Study material —
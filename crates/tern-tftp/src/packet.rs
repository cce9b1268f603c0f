//! RFC 1350 packet codec
//!
//! Every TFTP packet starts with a 2-byte big-endian opcode:
//!
//! ```text
//! RRQ/WRQ | 01/02 | filename | 0 | mode | 0 |
//! DATA    | 03    | block #  | data (0-512 bytes)  |
//! ACK     | 04    | block #  |
//! ERROR   | 05    | code     | message | 0 |
//! ```
//!
//! Encoding and decoding are pure transforms with no I/O.

use std::fmt;
use std::str::FromStr;

use bytes::{Buf, BufMut, Bytes, BytesMut};

use crate::error::{Result, TftpError};

/// RFC 1350 fixed block size
pub const BLOCK_SIZE: usize = 512;
/// Largest packet the base protocol produces: DATA header + one full block
pub const MAX_PACKET_SIZE: usize = BLOCK_SIZE + 4;

#[derive(Debug, Clone, Copy, PartialEq, Eq)]
#[repr(u16)]
pub enum Opcode {
    Rrq = 1,   // Read request
    Wrq = 2,   // Write request
    Data = 3,  // Data packet
    Ack = 4,   // Acknowledgment
    Error = 5, // Error packet
}

impl TryFrom<u16> for Opcode {
    type Error = TftpError;

    fn try_from(value: u16) -> std::result::Result<Self, <Self as TryFrom<u16>>::Error> {
        match value {
            1 => Ok(Opcode::Rrq),
            2 => Ok(Opcode::Wrq),
            3 => Ok(Opcode::Data),
            4 => Ok(Opcode::Ack),
            5 => Ok(Opcode::Error),
            _ => Err(TftpError::MalformedPacket(format!("Invalid opcode: {}", value))),
        }
    }
}

// RFC 1350 - TFTP Error Codes
#[derive(Debug, Clone, Copy, PartialEq, Eq, Hash)]
pub enum ErrorCode {
    NotDefined,       // Not defined, see error message
    FileNotFound,     // File not found
    AccessViolation,  // Access violation
    DiskFull,         // Disk full or allocation exceeded
    IllegalOperation, // Illegal TFTP operation
    UnknownTid,       // Unknown transfer ID
    FileExists,       // File already exists
    NoSuchUser,       // No such user
    /// Code outside the RFC 1350 table, kept verbatim
    Other(u16),
}

impl From<u16> for ErrorCode {
    fn from(value: u16) -> Self {
        match value {
            0 => ErrorCode::NotDefined,
            1 => ErrorCode::FileNotFound,
            2 => ErrorCode::AccessViolation,
            3 => ErrorCode::DiskFull,
            4 => ErrorCode::IllegalOperation,
            5 => ErrorCode::UnknownTid,
            6 => ErrorCode::FileExists,
            7 => ErrorCode::NoSuchUser,
            other => ErrorCode::Other(other),
        }
    }
}

impl From<ErrorCode> for u16 {
    fn from(code: ErrorCode) -> Self {
        match code {
            ErrorCode::NotDefined => 0,
            ErrorCode::FileNotFound => 1,
            ErrorCode::AccessViolation => 2,
            ErrorCode::DiskFull => 3,
            ErrorCode::IllegalOperation => 4,
            ErrorCode::UnknownTid => 5,
            ErrorCode::FileExists => 6,
            ErrorCode::NoSuchUser => 7,
            ErrorCode::Other(value) => value,
        }
    }
}

impl fmt::Display for ErrorCode {
    fn fmt(&self, f: &mut fmt::Formatter<'_>) -> fmt::Result {
        write!(f, "{} ({:?})", u16::from(*self), self)
    }
}

/// RFC 1350 transfer modes
#[derive(Debug, Clone, Copy, PartialEq, Eq)]
pub enum TransferMode {
    /// 8-bit ASCII with CR+LF line endings on the wire
    Netascii,
    /// Raw bytes, no conversion
    Octet,
    /// Obsolete, recognised only so it can be refused explicitly
    Mail,
}

impl TransferMode {
    pub fn as_str(&self) -> &'static str {
        match self {
            TransferMode::Netascii => "netascii",
            TransferMode::Octet => "octet",
            TransferMode::Mail => "mail",
        }
    }
}

impl FromStr for TransferMode {
    type Err = TftpError;

    fn from_str(s: &str) -> Result<Self> {
        match s.to_ascii_lowercase().as_str() {
            "netascii" => Ok(TransferMode::Netascii),
            "octet" => Ok(TransferMode::Octet),
            "mail" => Ok(TransferMode::Mail),
            _ => Err(TftpError::ProtocolViolation(format!(
                "Invalid transfer mode: {}",
                s
            ))),
        }
    }
}

impl fmt::Display for TransferMode {
    fn fmt(&self, f: &mut fmt::Formatter<'_>) -> fmt::Result {
        f.write_str(self.as_str())
    }
}

#[derive(Debug, Clone, PartialEq, Eq)]
pub enum Packet {
    Rrq { filename: String, mode: String },
    Wrq { filename: String, mode: String },
    Data { block: u16, payload: Bytes },
    Ack { block: u16 },
    Error { code: ErrorCode, message: String },
}

impl Packet {
    pub fn error(code: ErrorCode, message: impl Into<String>) -> Self {
        Packet::Error {
            code,
            message: message.into(),
        }
    }

    pub fn opcode(&self) -> Opcode {
        match self {
            Packet::Rrq { .. } => Opcode::Rrq,
            Packet::Wrq { .. } => Opcode::Wrq,
            Packet::Data { .. } => Opcode::Data,
            Packet::Ack { .. } => Opcode::Ack,
            Packet::Error { .. } => Opcode::Error,
        }
    }

    /// Decode a raw UDP payload.
    ///
    /// Bytes following the mode string of a request (RFC 2347 options) are
    /// ignored, so option-aware clients fall back to plain RFC 1350.
    pub fn decode(data: &[u8]) -> Result<Self> {
        let mut buf = data;

        if buf.remaining() < 2 {
            return Err(TftpError::MalformedPacket("Packet too small".to_string()));
        }
        let opcode = Opcode::try_from(buf.get_u16())?;

        match opcode {
            Opcode::Rrq | Opcode::Wrq => {
                let filename = parse_string(&mut buf, "filename")?;
                let mode = parse_string(&mut buf, "mode")?;
                if opcode == Opcode::Rrq {
                    Ok(Packet::Rrq { filename, mode })
                } else {
                    Ok(Packet::Wrq { filename, mode })
                }
            }
            Opcode::Data => {
                if buf.remaining() < 2 {
                    return Err(TftpError::MalformedPacket(
                        "DATA packet missing block number".to_string(),
                    ));
                }
                let block = buf.get_u16();
                if buf.remaining() > BLOCK_SIZE {
                    return Err(TftpError::MalformedPacket(format!(
                        "DATA payload of {} bytes exceeds {}",
                        buf.remaining(),
                        BLOCK_SIZE
                    )));
                }
                Ok(Packet::Data {
                    block,
                    payload: Bytes::copy_from_slice(buf),
                })
            }
            Opcode::Ack => {
                if buf.remaining() < 2 {
                    return Err(TftpError::MalformedPacket(
                        "ACK packet missing block number".to_string(),
                    ));
                }
                Ok(Packet::Ack {
                    block: buf.get_u16(),
                })
            }
            Opcode::Error => {
                if buf.remaining() < 2 {
                    return Err(TftpError::MalformedPacket(
                        "ERROR packet missing error code".to_string(),
                    ));
                }
                let code = ErrorCode::from(buf.get_u16());
                // Some clients omit the final NUL; take the rest of the buffer then.
                let message = match buf.iter().position(|&b| b == 0) {
                    Some(_) => parse_string(&mut buf, "error message")?,
                    None => utf8(buf, "error message")?,
                };
                Ok(Packet::Error { code, message })
            }
        }
    }

    pub fn encode(&self) -> Bytes {
        let mut buf = BytesMut::with_capacity(self.encoded_len());
        buf.put_u16(self.opcode() as u16);

        match self {
            Packet::Rrq { filename, mode } | Packet::Wrq { filename, mode } => {
                put_string(&mut buf, filename);
                put_string(&mut buf, mode);
            }
            Packet::Data { block, payload } => {
                buf.put_u16(*block);
                buf.put_slice(payload);
            }
            Packet::Ack { block } => buf.put_u16(*block),
            Packet::Error { code, message } => {
                buf.put_u16(u16::from(*code));
                put_string(&mut buf, message);
            }
        }

        buf.freeze()
    }

    fn encoded_len(&self) -> usize {
        2 + match self {
            Packet::Rrq { filename, mode } | Packet::Wrq { filename, mode } => {
                filename.len() + mode.len() + 2
            }
            Packet::Data { payload, .. } => 2 + payload.len(),
            Packet::Ack { .. } => 2,
            Packet::Error { message, .. } => 2 + message.len() + 1,
        }
    }
}

fn put_string(buf: &mut BytesMut, s: &str) {
    buf.put_slice(s.as_bytes());
    buf.put_u8(0);
}

fn parse_string(buf: &mut &[u8], field: &str) -> Result<String> {
    let null_pos = buf.iter().position(|&b| b == 0).ok_or_else(|| {
        TftpError::MalformedPacket(format!("No null terminator found for {}", field))
    })?;

    let s = utf8(&buf[..null_pos], field)?;
    buf.advance(null_pos + 1);
    Ok(s)
}

fn utf8(bytes: &[u8], field: &str) -> Result<String> {
    String::from_utf8(bytes.to_vec())
        .map_err(|e| TftpError::MalformedPacket(format!("Invalid UTF-8 in {}: {}", field, e)))
}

What to produce — Please restate only the opening stretch of the records above: every line from the first through the one containing "File not found", exactly as written.

Exercise solution —
filename crates/tern-tftp/src/packet.rs
repository cce9b1268f603c0f
//! RFC 1350 packet codec
//!
//! Every TFTP packet starts with a 2-byte big-endian opcode:
//!
//! ```text
//! RRQ/WRQ | 01/02 | filename | 0 | mode | 0 |
//! DATA    | 03    | block #  | data (0-512 bytes)  |
//! ACK     | 04    | block #  |
//! ERROR   | 05    | code     | message | 0 |
//! ```
//!
//! Encoding and decoding are pure transforms with no I/O.

use std::fmt;
use std::str::FromStr;

use bytes::{Buf, BufMut, Bytes, BytesMut};

use crate::error::{Result, TftpError};

/// RFC 1350 fixed block size
pub const BLOCK_SIZE: usize = 512;
/// Largest packet the base protocol produces: DATA header + one full block
pub const MAX_PACKET_SIZE: usize = BLOCK_SIZE + 4;

#[derive(Debug, Clone, Copy, PartialEq, Eq)]
#[repr(u16)]
pub enum Opcode {
    Rrq = 1,   // Read request
    Wrq = 2,   // Write request
    Data = 3,  // Data packet
    Ack = 4,   // Acknowledgment
    Error = 5, // Error packet
}

impl TryFrom<u16> for Opcode {
    type Error = TftpError;

    fn try_from(value: u16) -> std::result::Result<Self, <Self as TryFrom<u16>>::Error> {
        match value {
            1 => Ok(Opcode::Rrq),
            2 => Ok(Opcode::Wrq),
            3 => Ok(Opcode::Data),
            4 => Ok(Opcode::Ack),
            5 => Ok(Opcode::Error),
            _ => Err(TftpError::MalformedPacket(format!("Invalid opcode: {}", value))),
        }
    }
}

// RFC 1350 - TFTP Error Codes
#[derive(Debug, Clone, Copy, PartialEq, Eq, Hash)]
pub enum ErrorCode {
    NotDefined,       // Not defined, see error message
    FileNotFound,     // File not found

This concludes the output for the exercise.